*Data entries:*

mod commands;

use clap::{Args, Parser, Subcommand};
use commands::wizard::WizardParams;
use stackdeck_core::config::{self, FeedSource};
use std::path::PathBuf;
use std::time::Duration;
use tracing_subscriber::EnvFilter;

#[derive(Parser)]
#[command(
    name = "stackdeck",
    version,
    about = "Operations dashboard: container status and stack composition wizard"
)]
struct Cli {
    #[command(subcommand)]
    command: Commands,
}

/// Where container status comes from.
#[derive(Args)]
struct FeedArgs {
    /// Serve fixed demo data instead of querying hosts
    #[arg(long, env = "DEMO_MODE", default_value = "true")]
    demo_mode: String,

    /// Ansible inventory host to run `docker-compose ps` on
    #[arg(long, env = "ANSIBLE_HOST", default_value = config::DEFAULT_ANSIBLE_HOST)]
    ansible_host: String,

    /// Shell command replacing the ansible invocation
    #[arg(long, env = "ANSIBLE_CMD")]
    ansible_cmd: Option<String>,

    /// Query this host over SSH instead of through ansible
    #[arg(long, env = "STATUS_SSH_HOST")]
    ssh_host: Option<String>,

    /// Private key for the SSH host
    #[arg(long, env = "STATUS_SSH_KEY")]
    ssh_key: Option<PathBuf>,

    /// SSH user
    #[arg(long, env = "STATUS_SSH_USER", default_value = config::DEFAULT_SSH_USER)]
    ssh_user: String,
}

impl FeedArgs {
    fn source(self) -> anyhow::Result<FeedSource> {
        Ok(FeedSource::resolve(
            config::parse_flag(&self.demo_mode),
            &self.ansible_host,
            self.ansible_cmd.as_deref(),
            self.ssh_host.as_deref(),
            &self.ssh_user,
            self.ssh_key,
        )?)
    }
}

#[derive(Subcommand)]
enum Commands {
    /// Show the container status table
    Status {
        #[command(flatten)]
        feed: FeedArgs,

        /// Keep polling and redraw the table
        #[arg(long, default_value = "false")]
        watch: bool,

        /// Seconds between polls in watch mode
        #[arg(long, default_value_t = config::STATUS_POLL_INTERVAL.as_secs())]
        interval: u64,
    },

    /// Compose a stack interactively: community → platforms → types → applications
    Wizard {
        /// JSON catalog replacing the built-in one
        #[arg(long, env = "STACKDECK_CATALOG")]
        catalog: Option<PathBuf>,

        /// Allow only one platform and one application type
        #[arg(long, default_value = "false")]
        single: bool,

        /// Start from the stored stack instead of an empty selection
        #[arg(long, default_value = "false")]
        edit: bool,

        /// POST the selection to this URL instead of storing it locally
        #[arg(long, env = "STACKDECK_SUBMIT_URL")]
        submit_url: Option<String>,
    },

    /// Prompt for Git and Harbor credentials and save them
    Configure,

    /// Print the stored stack
    Show,

    /// Run the web dashboard and JSON API
    #[cfg(feature = "web-ui")]
    Serve {
        #[command(flatten)]
        feed: FeedArgs,

        /// Port to listen on
        #[arg(long, env = "PORT", default_value_t = config::DEFAULT_PORT)]
        port: u16,

        /// Directory of static files served as fallback
        #[arg(long)]
        static_dir: Option<PathBuf>,

        /// JSON catalog replacing the built-in one
        #[arg(long, env = "STACKDECK_CATALOG")]
        catalog: Option<PathBuf>,
    },
}

fn init_tracing() {
    let filter = EnvFilter::try_from_default_env().unwrap_or_else(|_| EnvFilter::new("warn"));
    let _ = tracing_subscriber::fmt()
        .with_env_filter(filter)
        .with_target(false)
        .compact()
        .try_init();
}

#[tokio::main]
async fn main() -> anyhow::Result<()> {
    let _ = dotenvy::dotenv();
    init_tracing();
    let cli = Cli::parse();

    match cli.command {
        Commands::Status {
            feed,
            watch,
            interval,
        } => {
            let feed = stackdeck_remote::from_source(feed.source()?);
            commands::status::run(feed, watch, Duration::from_secs(interval.max(1))).await?;
        }
        Commands::Wizard {
            catalog,
            single,
            edit,
            submit_url,
        } => {
            let params = WizardParams {
                catalog,
                single,
                edit,
                submit_url,
            };
            commands::wizard::run(params).await?;
        }
        Commands::Configure => {
            commands::configure::run()?;
        }
        Commands::Show => {
            commands::show::run()?;
        }
        #[cfg(feature = "web-ui")]
        Commands::Serve {
            feed,
            port,
            static_dir,
            catalog,
        } => {
            let feed = stackdeck_remote::from_source(feed.source()?);
            let catalog = commands::load_catalog(catalog.as_deref())?;
            commands::serve::run(port, feed, catalog, static_dir).await?;
        }
    }

    Ok(())
}
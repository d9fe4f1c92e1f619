use crate::{ansible, parse, ssh};
use async_trait::async_trait;
use stackdeck_core::config::{FeedSource, COMPOSE_PS_COMMAND};
use stackdeck_core::container::{demo_containers, ContainerInfo};
use stackdeck_core::AppError;
use std::path::PathBuf;
use std::sync::Arc;

/// A source of container status rows, polled by the dashboard.
#[async_trait]
pub trait StatusFeed: Send + Sync {
    async fn containers(&self) -> Result<Vec<ContainerInfo>, AppError>;

    /// Short label shown next to the table.
    fn mode(&self) -> &'static str;
}

pub struct DemoFeed;

#[async_trait]
impl StatusFeed for DemoFeed {
    async fn containers(&self) -> Result<Vec<ContainerInfo>, AppError> {
        tracing::debug!("serving demo containers");
        Ok(demo_containers())
    }

    fn mode(&self) -> &'static str {
        "DEMO"
    }
}

pub struct AnsibleFeed {
    command: String,
}

impl AnsibleFeed {
    pub fn new(host: &str, command_override: Option<String>) -> Self {
        let command =
            command_override.unwrap_or_else(|| ansible::ad_hoc_command(host, COMPOSE_PS_COMMAND));
        Self { command }
    }

    pub fn command(&self) -> &str {
        &self.command
    }
}

#[async_trait]
impl StatusFeed for AnsibleFeed {
    async fn containers(&self) -> Result<Vec<ContainerInfo>, AppError> {
        let stdout = ansible::run_shell(&self.command).await.inspect_err(|e| {
            tracing::warn!(command = %self.command, error = %e, "container status command failed");
        })?;
        Ok(parse::parse_compose_ps(&stdout))
    }

    fn mode(&self) -> &'static str {
        "LIVE"
    }
}

pub struct SshFeed {
    host: String,
    user: String,
    key_path: PathBuf,
}

impl SshFeed {
    pub fn new(host: String, user: String, key_path: PathBuf) -> Self {
        Self {
            host,
            user,
            key_path,
        }
    }
}

#[async_trait]
impl StatusFeed for SshFeed {
    async fn containers(&self) -> Result<Vec<ContainerInfo>, AppError> {
        let stdout = ssh::exec_async(&self.host, &self.user, &self.key_path, COMPOSE_PS_COMMAND)
            .await
            .inspect_err(|e| {
                tracing::warn!(host = %self.host, error = %e, "container status over ssh failed");
            })?;
        Ok(parse::parse_compose_ps(&stdout))
    }

    fn mode(&self) -> &'static str {
        "LIVE"
    }
}

pub fn from_source(source: FeedSource) -> Arc<dyn StatusFeed> {
    match source {
        FeedSource::Demo => Arc::new(DemoFeed),
        FeedSource::Ansible {
            host,
            command_override,
        } => Arc::new(AnsibleFeed::new(&host, command_override)),
        FeedSource::Ssh {
            host,
            user,
            key_path,
        } => Arc::new(SshFeed::new(host, user, key_path)),
    }
}

#[cfg(test)]
mod tests {
    use super::*;

    #[tokio::test]
    async fn demo_feed_serves_the_fixed_rows() {
        let feed = from_source(FeedSource::Demo);
        let rows = feed.containers().await.expect("demo");
        assert_eq!(rows.len(), 5);
        assert_eq!(feed.mode(), "DEMO");
    }

    #[test]
    fn ansible_feed_defaults_to_compose_ps() {
        let feed = AnsibleFeed::new("web01", None);
        assert_eq!(feed.command(), "ansible web01 -m shell -a \"docker-compose ps\"");
        let feed = AnsibleFeed::new("web01", Some("cat /tmp/ps.txt".into()));
        assert_eq!(feed.command(), "cat /tmp/ps.txt");
    }

    #[tokio::test]
    async fn override_command_output_is_parsed() {
        let feed = AnsibleFeed::new(
            "ignored",
            Some("printf 'Name   Command   State   Ports\\n-----\\napi   ./run   Up   8080/tcp\\n'".into()),
        );
        let rows = feed.containers().await.expect("rows");
        assert_eq!(rows, [ContainerInfo::new("api", "./run", "Up", "Unknown", "8080/tcp")]);
    }

    #[tokio::test]
    async fn failing_command_is_a_remote_error() {
        let feed = AnsibleFeed::new("ignored", Some("exit 2".into()));
        assert!(matches!(feed.containers().await, Err(AppError::Remote(_))));
    }
}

*Your instructions:* Output only the lines from the top of the entries through the one holding "fn source(self) ->", copied exactly.

*Result:*
mod commands;

use clap::{Args, Parser, Subcommand};
use commands::wizard::WizardParams;
use stackdeck_core::config::{self, FeedSource};
use std::path::PathBuf;
use std::time::Duration;
use tracing_subscriber::EnvFilter;

#[derive(Parser)]
#[command(
    name = "stackdeck",
    version,
    about = "Operations dashboard: container status and stack composition wizard"
)]
struct Cli {
    #[command(subcommand)]
    command: Commands,
}

/// Where container status comes from.
#[derive(Args)]
struct FeedArgs {
    /// Serve fixed demo data instead of querying hosts
    #[arg(long, env = "DEMO_MODE", default_value = "true")]
    demo_mode: String,

    /// Ansible inventory host to run `docker-compose ps` on
    #[arg(long, env = "ANSIBLE_HOST", default_value = config::DEFAULT_ANSIBLE_HOST)]
    ansible_host: String,

    /// Shell command replacing the ansible invocation
    #[arg(long, env = "ANSIBLE_CMD")]
    ansible_cmd: Option<String>,

    /// Query this host over SSH instead of through ansible
    #[arg(long, env = "STATUS_SSH_HOST")]
    ssh_host: Option<String>,

    /// Private key for the SSH host
    #[arg(long, env = "STATUS_SSH_KEY")]
    ssh_key: Option<PathBuf>,

    /// SSH user
    #[arg(long, env = "STATUS_SSH_USER", default_value = config::DEFAULT_SSH_USER)]
    ssh_user: String,
}

impl FeedArgs {
    fn source(self) -> anyhow::Result<FeedSource> {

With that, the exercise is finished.